20 Jun 2011
JohnMozilla
Between Wed (8th) and Fri (17th), RelEng did ten complete releases. In a few cases, at the last minute the release was not shipped to end users because of another release starting immediately, but all the work had been done already.
While doing all these releases, RelEng also set several new speed records – Firefox releases in 8-9 hours, Fennec releases in ~5 1/2 hours. Nice work. Calmly done. Great to watch in action.
Firefox5.0beta5
go to build: 08jun 14:07
all done: 09jun 15:39
end-to-end time: 25h 32m
RelEng time: 9h 01m
Fennec5.0beta5:
go to build: 08jun 14:15
all done: 09jun ???
end-to-end time: ???
RelEng time: 16h 05m (or 05h 10m – depending on whether you include the time waiting for person to wake up to start this non-chemspill release)
Firefox5.0beta6
go to build: 13jun 15:48
all done: 14jun 17:16
end-to-end time: 25h 28m
RelEng time: 8h 48m
Fennec5.0beta6:
go to build: 13jun 15:48
all done: 14jun 18:11 (stopped because of upcoming Fennec5.0b7).
end-to-end time: 26h 23m
RelEng time: 8h 12m
Firefox5.0beta7:
go to build: 14jun 16:34
all done: 15jun 19:10
end-to-end time: 26h 36m
RelEng time: 9h 08m
Fennec5.0beta7
go to build: 14jun 16:35
all done: 15jun 10:42
end-to-end time: 18h 07m
RelEng time: 5h 24m
Firefox5.0 rc:
go to build: 15jun 14:34
all done: in progress
end-to-end time: in progress
RelEng time: 14h 50m
Fennec5.0 rc
go to build: 14jun 16:35
all done: in progress
end-to-end time: in progress
RelEng time: 5h 24m
Firefox3.6.18build1
go to build: 10jun 20:18
all done: 14jun 17:08 (stopped because of upcoming FF3.6.18build2)

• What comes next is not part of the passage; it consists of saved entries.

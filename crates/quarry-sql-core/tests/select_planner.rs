//! SELECT planner behaviour: include joins, the subquery split, association
//! order paths, and grouped limits.

mod common;

use std::sync::Arc;

use common::{project_model, task_model, user_model, user_project_model};
use quarry_sql_core::dialect::{MssqlDialect, MysqlDialect, PostgresDialect};
use quarry_sql_core::{
    where_map, AssocStep, GeneratorError, GroupedLimit, Include, OrderDirection, OrderItem,
    OrderTerm, QueryGenerator, SelectOptions, SqlValue, TableRef, ThroughInclude,
};

fn task_include() -> Include {
    let user = user_model();
    Include::new(task_model(), user.get_association("Task", None).unwrap().clone())
        .attributes(["id", "title"])
}

fn project_include() -> Include {
    let user = user_model();
    Include::new(
        project_model(),
        user.get_association("Project", None).unwrap().clone(),
    )
    .attributes(["id"])
    .through(ThroughInclude::new(user_project_model()))
}

#[test]
fn through_include_nests_the_join_when_supported() {
    let gen = QueryGenerator::new(MysqlDialect::new());
    let user = user_model();
    let sql = gen
        .select_query(
            &["users".into()],
            &SelectOptions::default()
                .attributes(["id"])
                .include(project_include()),
            Some(&user),
        )
        .unwrap();
    assert_eq!(
        sql,
        "SELECT `User`.`id`, `Projects`.`id` AS `Projects.id` FROM `users` AS `User` \
         LEFT OUTER JOIN (`user_projects` AS `Projects.UserProject` \
         INNER JOIN `projects` AS `Projects` \
         ON `Projects`.`id` = `Projects.UserProject`.`project_id`) \
         ON `User`.`id` = `Projects.UserProject`.`user_id`;"
    );
}

#[test]
fn through_include_splits_into_two_joins_when_not() {
    let gen = QueryGenerator::new(MssqlDialect::new());
    let user = user_model();
    let sql = gen
        .select_query(
            &["users".into()],
            &SelectOptions::default()
                .attributes(["id"])
                .include(project_include()),
            Some(&user),
        )
        .unwrap();
    assert!(sql.contains(
        "LEFT OUTER JOIN [user_projects] AS [Projects.UserProject] \
         ON [User].[id] = [Projects.UserProject].[user_id] \
         LEFT OUTER JOIN [projects] AS [Projects] \
         ON [Projects].[id] = [Projects.UserProject].[project_id]"
    ));
}

#[test]
fn through_where_lands_on_both_sides_of_the_join() {
    let gen = QueryGenerator::new(MysqlDialect::new());
    let user = user_model();
    let include = Include::new(
        project_model(),
        user.get_association("Project", None).unwrap().clone(),
    )
    .filter(where_map! { "name" => where_map! { "$ne" => "" } })
    .through(ThroughInclude::new(user_project_model()).filter(where_map! { "rank" => 1 }));

    let sql = gen
        .select_query(
            &["users".into()],
            &SelectOptions::default().attributes(["id"]).include(include),
            Some(&user),
        )
        .unwrap();
    assert!(sql.contains("AND `Projects`.`name` != ''"));
    assert!(sql.contains("AND `Projects.UserProject`.`rank` = 1"));
}

#[test]
fn required_through_include_under_subquery_injects_a_correlated_filter() {
    let gen = QueryGenerator::new(MysqlDialect::new());
    let user = user_model();
    let sql = gen
        .select_query(
            &["users".into()],
            &SelectOptions::default()
                .attributes(["id"])
                .include(project_include().required())
                .limit(5),
            Some(&user),
        )
        .unwrap();
    assert!(sql.contains(
        "WHERE (SELECT `Projects.UserProject`.`user_id` FROM `user_projects` AS `Projects.UserProject` \
         INNER JOIN `projects` AS `Projects` ON `Projects`.`id` = `Projects.UserProject`.`project_id` \
         WHERE `Projects.UserProject`.`user_id` = `User`.`id` LIMIT 1) IS NOT NULL"
    ));
    assert!(sql.contains("LIMIT 5) AS `User`"));
}

#[test]
fn nested_includes_compose_dotted_aliases() {
    let gen = QueryGenerator::new(MysqlDialect::new());
    let user = user_model();
    let task = task_model();
    let nested = Include::new(
        user_model(),
        task.get_association("User", None).unwrap().clone(),
    )
    .attributes(["name"]);
    let include = task_include().include(nested);

    let sql = gen
        .select_query(
            &["users".into()],
            &SelectOptions::default().attributes(["id"]).include(include),
            Some(&user),
        )
        .unwrap();
    assert!(sql.contains("`Tasks.User`.`name` AS `Tasks.User.name`"));
    assert!(sql.contains(
        "LEFT OUTER JOIN `users` AS `Tasks.User` ON `Tasks`.`user_id` = `Tasks.User`.`id`"
    ));
}

#[test]
fn include_on_replaces_the_join_predicate() {
    let gen = QueryGenerator::new(MysqlDialect::new());
    let user = user_model();
    let include = task_include().on(where_map! { "userId" => where_map! { "$col" => "User.id" } });

    let sql = gen
        .select_query(
            &["users".into()],
            &SelectOptions::default().attributes(["id"]).include(include),
            Some(&user),
        )
        .unwrap();
    assert!(sql.contains("ON `Tasks`.`user_id` = `User`.`id`;"));
}

#[test]
fn order_by_association_path() {
    let gen = QueryGenerator::new(MysqlDialect::new());
    let user = user_model();
    let sql = gen
        .select_query(
            &["users".into()],
            &SelectOptions::default()
                .attributes(["id"])
                .include(task_include())
                .order(OrderItem::from(OrderTerm::Path {
                    steps: vec![AssocStep::model(task_model())],
                    column: "title".to_string(),
                })
                .direction(OrderDirection::Desc))
                .order(OrderItem::col("name")),
            Some(&user),
        )
        .unwrap();
        assert!(sql.contains("ORDER BY `Tasks`.`title` DESC, `name`;"));
}

#[test]
fn invalid_association_path_is_reported_with_the_partial_path() {
    let gen = QueryGenerator::new(MysqlDialect::new());
    let user = user_model();
    let err = gen
        .select_query(
            &["users".into()],
            &SelectOptions::default().order(OrderItem::from(OrderTerm::Path {
                steps: vec![AssocStep::model_as(project_model(), "Missing")],
                column: "name".to_string(),
            })),
            Some(&user),
        )
        .unwrap_err();
    match err {
        GeneratorError::InvalidAssociationPath(path) => assert_eq!(path, vec!["Missing"]),
        other => panic!("unexpected error: {other}"),
    }
}

#[test]
fn invalid_order_direction_is_rejected() {
    let err = OrderDirection::parse("SIDEWAYS").unwrap_err();
    assert!(matches!(err, GeneratorError::InvalidOrderDirection(_)));
    assert!(OrderDirection::parse("desc nulls last").is_ok());
}

#[test]
fn grouped_limit_produces_one_branch_per_value() {
    let gen = QueryGenerator::new(PostgresDialect::new());
    let values: Vec<SqlValue> = (1..=4).map(SqlValue::Int).collect();
    let sql = gen
        .select_query(
            &["tasks".into()],
            &SelectOptions::default()
                .attributes(["id", "title"])
                .grouped_limit(GroupedLimit {
                    on: "user_id".to_string(),
                    values,
                    limit: 3,
                }),
            None,
        )
        .unwrap();

    assert_eq!(sql.matches("(SELECT").count(), 4);
    assert_eq!(sql.matches(" UNION ALL ").count(), 3);
    for n in 1..=4 {
        assert!(sql.contains(&format!("\"tasks\".\"user_id\" = {n}")));
    }
    assert_eq!(sql.matches(';').count(), 1);
}

#[test]
fn schema_qualified_tables_follow_dialect_support() {
    let table = TableRef::new("users").schema("auth");

    let pg = QueryGenerator::new(PostgresDialect::new());
    let sql = pg
        .select_query(&[table.clone()], &SelectOptions::default(), None)
        .unwrap();
    assert_eq!(sql, "SELECT * FROM \"auth\".\"users\";");

    let mysql = QueryGenerator::new(MysqlDialect::new());
    let sql = mysql
        .select_query(&[table], &SelectOptions::default(), None)
        .unwrap();
    assert_eq!(sql, "SELECT * FROM `auth.users`;");
}

#[test]
fn select_fragment_has_no_trailing_punctuation() {
    let gen = QueryGenerator::new(PostgresDialect::new());
    let fragment = gen.select_from_table_fragment(
        &["\"id\"".to_string()],
        &"users".into(),
        Some("u"),
        None,
        None,
    );
    assert_eq!(fragment, "SELECT \"id\" FROM \"users\" AS \"u\"");
}

#[test]
fn offset_only_select_uses_the_sentinel_limit() {
    let gen = QueryGenerator::new(MysqlDialect::new());
    let sql = gen
        .select_query(
            &["users".into()],
            &SelectOptions::default().offset(20),
            None,
        )
        .unwrap();
    assert_eq!(sql, "SELECT * FROM `users` LIMIT 20, 10000000000000;");
}

#[test]
fn subquery_keeps_order_in_both_queries() {
    let gen = QueryGenerator::new(MysqlDialect::new());
    let user = user_model();
    let sql = gen
        .select_query(
            &["users".into()],
            &SelectOptions::default()
                .attributes(["id"])
                .include(task_include())
                .order(OrderItem::col("name").direction(OrderDirection::Asc))
                .limit(2),
            Some(&user),
        )
        .unwrap();
    // Once inside the subquery, once outside.
    assert_eq!(sql.matches("ORDER BY `name` ASC").count(), 2);
}

#[test]
fn ad_hoc_subquery_override_is_honoured() {
    let gen = QueryGenerator::new(MysqlDialect::new());
    let user = user_model();
    let with_split = gen
        .select_query(
            &["users".into()],
            &SelectOptions::default()
                .attributes(["id"])
                .include(task_include())
                .limit(2),
            Some(&user),
        )
        .unwrap();
    assert!(with_split.contains("FROM (SELECT"));

    let suppressed = gen
        .select_query(
            &["users".into()],
            &SelectOptions::default()
                .attributes(["id"])
                .include(task_include())
                .limit(2)
                .subquery(false),
            Some(&user),
        )
        .unwrap();
    assert!(!suppressed.contains("FROM (SELECT"));
}
impl<D: Dialect> QueryGenerator<D> {
    /// Builds a single-row INSERT.
    pub fn insert_query(
        &self,
        table: &TableRef,
        value_row: &Row,
        model: Option<&ModelMeta>,
        options: &InsertOptions,
    ) -> Result<String> {
        debug!(table = %table.name, "building insert query");
        let table_sql = self.quote_table(table, TableAlias::None);

        let mut fields = Vec::with_capacity(value_row.len());
        let mut values = Vec::with_capacity(value_row.len());
        let mut explicit_identity = false;

        for (name, field_value) in value_row {
            let attribute =
                model.and_then(|m| m.attr(name).or_else(|| m.attr_by_field(name)));
            let field = attribute.map_or(name.as_str(), |a| a.field.as_str());
            let is_serial = attribute.is_some_and(|a| a.auto_increment);

            match field_value {
                FieldValue::Value(v) if v.is_null() && is_serial => {
                    // Serial columns take DEFAULT where the dialect allows
                    // it and vanish from the statement where it does not.
                    if self.dialect().autoincrement_default_value() {
                        fields.push(self.quote_identifier(field));
                        values.push("DEFAULT".to_string());
                    }
                }
                FieldValue::Value(v) => {
                    if is_serial {
                        explicit_identity = true;
                    }
                    fields.push(self.quote_identifier(field));
                    values.push(self.escape_value(v, attribute, false)?);
                }
                FieldValue::Expr(e) => {
                    fields.push(self.quote_identifier(field));
                    values.push(self.expression_sql(e, model)?);
                }
            }
        }

        let ignore = self.ignore_fragment(options.ignore_duplicates);
        let style = if options.returning || options.exception {
            self.dialect().return_style()
        } else {
            None
        };
        let output = if style == Some(ReturnStyle::Output) {
            " OUTPUT INSERTED.*"
        } else {
            ""
        };

        let mut core = if fields.is_empty() {
            match self.dialect().empty_insert_form() {
                EmptyInsert::DefaultValues => {
                    format!("INSERT {ignore}INTO {table_sql}{output} DEFAULT VALUES")
                }
                EmptyInsert::EmptyValues => {
                    format!("INSERT {ignore}INTO {table_sql}{output} VALUES ()")
                }
            }
        } else {
            format!(
                "INSERT {ignore}INTO {table_sql} ({}){output} VALUES ({})",
                fields.join(","),
                values.join(",")
            )
        };

        if let Some(clause) = &options.on_duplicate {
            if self.dialect().supports_on_duplicate_key() {
                core.push_str(" ON DUPLICATE KEY ");
                core.push_str(clause);
            }
        }

        if options.exception && self.dialect().supports_exception_wrapper() {
            return Ok(self.exception_wrapper(&table_sql, &core));
        }

        if style == Some(ReturnStyle::Returning) {
            core.push_str(" RETURNING *");
        }

        if options.has_trigger && self.dialect().supports_tmp_table_trigger() {
            return Ok(self.tmp_table_rewrite(&core, model));
        }

        if explicit_identity && self.dialect().supports_identity_insert() {
            return Ok(format!(
                "SET IDENTITY_INSERT {table_sql} ON; {core}; SET IDENTITY_INSERT {table_sql} OFF;"
            ));
        }

        core.push(';');
        Ok(core)
    }

    /// Builds a multi-row INSERT. The column list is the union of all row
    /// keys in first-seen order; absent cells become `DEFAULT` for serial
    /// columns when the dialect allows, `NULL` otherwise.
    pub fn bulk_insert_query(
        &self,
        table: &TableRef,
        rows: &[Row],
        model: Option<&ModelMeta>,
        options: &BulkInsertOptions,
    ) -> Result<String> {
        debug!(table = %table.name, rows = rows.len(), "building bulk insert query");
        let table_sql = self.quote_table(table, TableAlias::None);

        let mut all_attrs: Vec<&str> = Vec::new();
        for value_row in rows {
            for (name, _) in value_row {
                if !all_attrs.contains(&name.as_str()) {
                    all_attrs.push(name);
                }
            }
        }

        let mut tuples = Vec::with_capacity(rows.len());
        for value_row in rows {
            let mut cells = Vec::with_capacity(all_attrs.len());
            for name in &all_attrs {
                let attribute =
                    model.and_then(|m| m.attr(name).or_else(|| m.attr_by_field(name)));
                match value_row.iter().find(|(k, _)| k == name) {
                    Some((_, FieldValue::Value(v))) => {
                        cells.push(self.escape_value(v, attribute, false)?);
                    }
                    Some((_, FieldValue::Expr(e))) => cells.push(self.expression_sql(e, model)?),
                    None => {
                        let serial = attribute.is_some_and(|a| a.auto_increment);
                        if serial && self.dialect().supports_bulk_default() {
                            cells.push("DEFAULT".to_string());
                        } else {
                            cells.push("NULL".to_string());
                        }
                    }
                }
            }
            tuples.push(format!("({})", cells.join(",")));
        }

        let fields = all_attrs
            .iter()
            .map(|name| {
                let field = model.map_or(*name, |m| m.field_for(name));
                self.quote_identifier(field)
            })
            .collect::<Vec<_>>()
            .join(",");

        let ignore = self.ignore_fragment(options.ignore_duplicates);
        let style = if options.returning {
            self.dialect().return_style()
        } else {
            None
        };
        let output = if style == Some(ReturnStyle::Output) {
            " OUTPUT INSERTED.*"
        } else {
            ""
        };

        let mut sql = format!(
            "INSERT {ignore}INTO {table_sql} ({fields}){output} VALUES {}",
            tuples.join(",")
        );

        if let Some(columns) = &options.update_on_duplicate {
            if self.dialect().supports_update_on_duplicate() && !columns.is_empty() {
                let assignments = columns
                    .iter()
                    .map(|c| {
                        let quoted =
                            self.quote_identifier(model.map_or(c.as_str(), |m| m.field_for(c)));
                        format!("{quoted}=VALUES({quoted})")
                    })
                    .collect::<Vec<_>>()
                    .join(",");
                sql.push_str(" ON DUPLICATE KEY UPDATE ");
                sql.push_str(&assignments);
            }
        }

        if style == Some(ReturnStyle::Returning) {
            sql.push_str(" RETURNING *");
        }

        sql.push(';');
        Ok(sql)
    }

    /// Builds an UPDATE; an empty value set is a no-op and returns the empty
    /// string.
    pub fn update_query(
        &self,
        table: &TableRef,
        values: &Row,
        where_clause: &WhereValue,
        model: Option<&ModelMeta>,
        options: &UpdateOptions,
    ) -> Result<String> {
        if values.is_empty() {
            return Ok(String::new());
        }
        debug!(table = %table.name, "building update query");
        let table_sql = self.quote_table(table, TableAlias::None);

        let mut assignments = Vec::with_capacity(values.len());
        for (name, field_value) in values {
            let attribute =
                model.and_then(|m| m.attr(name).or_else(|| m.attr_by_field(name)));
            if attribute.is_some_and(|a| a.auto_increment)
                && !self.dialect().allows_autoincrement_update()
            {
                continue;
            }
            let field = attribute.map_or(name.as_str(), |a| a.field.as_str());
            let rendered = match field_value {
                FieldValue::Value(v) => self.escape_value(v, attribute, false)?,
                FieldValue::Expr(e) => self.expression_sql(e, model)?,
            };
            assignments.push(format!("{}={rendered}", self.quote_identifier(field)));
        }
        if assignments.is_empty() {
            return Ok(String::new());
        }

        let style = if options.returning {
            self.dialect().return_style()
        } else {
            None
        };
        let output = if style == Some(ReturnStyle::Output) {
            " OUTPUT INSERTED.*"
        } else {
            ""
        };

        let where_fragment = self.mutation_where(where_clause, model)?;
        let limit_fragment = match options.limit {
            Some(n) if self.dialect().supports_limit_on_update() => format!(" LIMIT {n}"),
            _ => String::new(),
        };

        let mut sql = format!(
            "UPDATE {table_sql} SET {}{output}{where_fragment}{limit_fragment}",
            assignments.join(",")
        );

        if style == Some(ReturnStyle::Returning) {
            sql.push_str(" RETURNING *");
        }

        if options.has_trigger && self.dialect().supports_tmp_table_trigger() {
            return Ok(self.tmp_table_rewrite(&sql, model));
        }

        sql.push(';');
        Ok(sql)
    }

    /// Builds an UPDATE that adds to columns in place; `extras` are plain
    /// assignments carried along, with NULL entries skipped.
    pub fn increment_query(
        &self,
        table: &TableRef,
        increments: &[(String, SqlValue)],
        extras: &[(String, SqlValue)],
        where_clause: &WhereValue,
        model: Option<&ModelMeta>,
        returning: bool,
    ) -> Result<String> {
        debug!(table = %table.name, "building increment query");
        let table_sql = self.quote_table(table, TableAlias::None);

        let mut assignments = Vec::with_capacity(increments.len() + extras.len());
        for (name, amount) in increments {
            let attribute =
                model.and_then(|m| m.attr(name).or_else(|| m.attr_by_field(name)));
            let field = self.quote_identifier(attribute.map_or(name.as_str(), |a| a.field.as_str()));
            assignments.push(format!(
                "{field}={field} + {}",
                self.escape_value(amount, attribute, false)?
            ));
        }
        for (name, value) in extras {
            if value.is_null() {
                continue;
            }
            let attribute =
                model.and_then(|m| m.attr(name).or_else(|| m.attr_by_field(name)));
            let field = self.quote_identifier(attribute.map_or(name.as_str(), |a| a.field.as_str()));
            assignments.push(format!(
                "{field}={}",
                self.escape_value(value, attribute, false)?
            ));
        }

        let style = if returning {
            self.dialect().return_style()
        } else {
            None
        };
        let output = if style == Some(ReturnStyle::Output) {
            " OUTPUT INSERTED.*"
        } else {
            ""
        };

        let where_fragment = self.mutation_where(where_clause, model)?;
        let mut sql = format!(
            "UPDATE {table_sql} SET {}{output}{where_fragment}",
            assignments.join(",")
        );
        if style == Some(ReturnStyle::Returning) {
            sql.push_str(" RETURNING *");
        }
        sql.push(';');
        Ok(sql)
    }

    /// Builds a DELETE (or TRUNCATE). The statement shape is dialect-owned.
    pub fn delete_query(
        &self,
        table: &TableRef,
        where_clause: &WhereValue,
        options: &DeleteOptions,
        model: Option<&ModelMeta>,
    ) -> Result<String> {
        debug!(table = %table.name, truncate = options.truncate, "building delete query");
        let table_sql = self.quote_table(table, TableAlias::None);

        if options.truncate {
            // Truncation ignores both the condition and the limit.
            return Ok(format!("{};", self.dialect().truncate_sql(&table_sql)));
        }

        let where_fragment = self.mutation_where(where_clause, model)?;
        let core = self
            .dialect()
            .delete_sql(&table_sql, &where_fragment, options.limit)?;
        Ok(format!("{core};"))
    }

    fn mutation_where(
        &self,
        where_clause: &WhereValue,
        model: Option<&ModelMeta>,
    ) -> Result<String> {
        let fragment = self.where_query(
            where_clause,
            &WhereOptions {
                model,
                prefix: None,
                field: None,
            },
        )?;
        Ok(if fragment.is_empty() {
            String::new()
        } else {
            format!(" {fragment}")
        })
    }

    fn ignore_fragment(&self, requested: bool) -> String {
        if requested {
            self.dialect()
                .ignore_clause()
                .map_or_else(String::new, |clause| format!("{clause} "))
        } else {
            String::new()
        }
    }

    /// Reroutes OUTPUT through a declared temp table so triggers cannot
    /// clobber the result set, then reads it back.
    fn tmp_table_rewrite(&self, statement: &str, model: Option<&ModelMeta>) -> String {
        let columns = model.map_or_else(String::new, |m| {
            m.attributes
                .iter()
                .filter(|a| a.sql_type != SqlType::Virtual)
                .map(|a| format!("{} {}", self.quote_identifier(&a.field), a.sql_type.to_sql()))
                .collect::<Vec<_>>()
                .join(",")
        });
        let redirected = statement.replace(" OUTPUT INSERTED.*", " OUTPUT INSERTED.* INTO @tmp");
        format!("declare @tmp table ({columns}); {redirected};select * from @tmp;")
    }

    /// Wraps an INSERT in a transient `pg_temp` function that reports unique
    /// violations instead of raising them.
    fn exception_wrapper(&self, table_sql: &str, insert_core: &str) -> String {
        let uid = Uuid::new_v4().simple().to_string();
        let tag = format!("$body_{uid}$");
        let fname = format!("pg_temp.insert_with_report_{uid}");
        format!(
            "CREATE OR REPLACE FUNCTION {fname}(OUT response {table_sql}, OUT caught_exception text) \
             RETURNS RECORD AS {tag} BEGIN {insert_core} RETURNING * INTO response; \
             EXCEPTION WHEN unique_violation THEN GET STACKED DIAGNOSTICS caught_exception = PG_EXCEPTION_DETAIL; \
             END {tag} LANGUAGE plpgsql; \
             SELECT (f.response).*, f.caught_exception FROM {fname}() AS f; \
             DROP FUNCTION IF EXISTS {fname}();"
        )
    }
}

end-to-end time: 3d 20h 50m
RelEng time: 2d 13h 29m (or 7h 22m – depending on whether you include the time waiting for person to wake up to start this non-chemspill release)
Firefox3.6.18build2
go to build: 14jun 17:08
all done: in progress
end-to-end time: in progress
RelEng time: 10h 23m
16 Jun 2011
JohnMozilla
This morning, we started running Alice’s new Tp5 performance test suite in production.
From now until 30June2011, we will run the Tp4 suite and also the Tp5 suite on every checkin, on every branch. This will add ~15mins extra load per checkin, which adds up quickly when you consider the number of checkins we do daily at Mozilla. We *think* our infrastructure can handle this extra load just fine because of Armen’s super-detailed behind-the-scenes work pruning obsolete tests, consolidating tests suites, reassigning idle win64 slaves, disabling perma-orange tests…
If there are no problems detected by 30June, we’ll disable Tp4 across the board and only measure Tp5. Of course, if you see anything wrong with the Tp5 results, or you see any infrastructure load problems, please file a bug in mozilla.org/ReleaseEngineering and we’ll get right on it!
(For those who don’t know: Tp is a performance test suite that measures page load times on the top 100 pages of http://www.alexa.com/topsites. The list of the top pages changes over time, obviously, as people change to use different websites, so we refresh the pagesets periodically. Before Tp5, there was Tp4, Tp3…)
16 Jun 2011
JohnMozilla
In case you missed it, coop did an important post on some upcoming directory restructuring work about to happen on ftp.mozilla.org. If you have any concerns/questions, please comment in bug#449607
Depending on release schedules, next week coop plans to change the directory structure of builds on ftp.m.o from using a shorter BuildID (YYYY-MM-DD-HH) to using our “new” full BuildID (YYYY-MM-DD-HH-mm-ss).
This change means a few important things:
* if you look at the buildid in your Firefox, you would be able to programatically create the full path to where that specific build can be downloaded from ftp.m.o.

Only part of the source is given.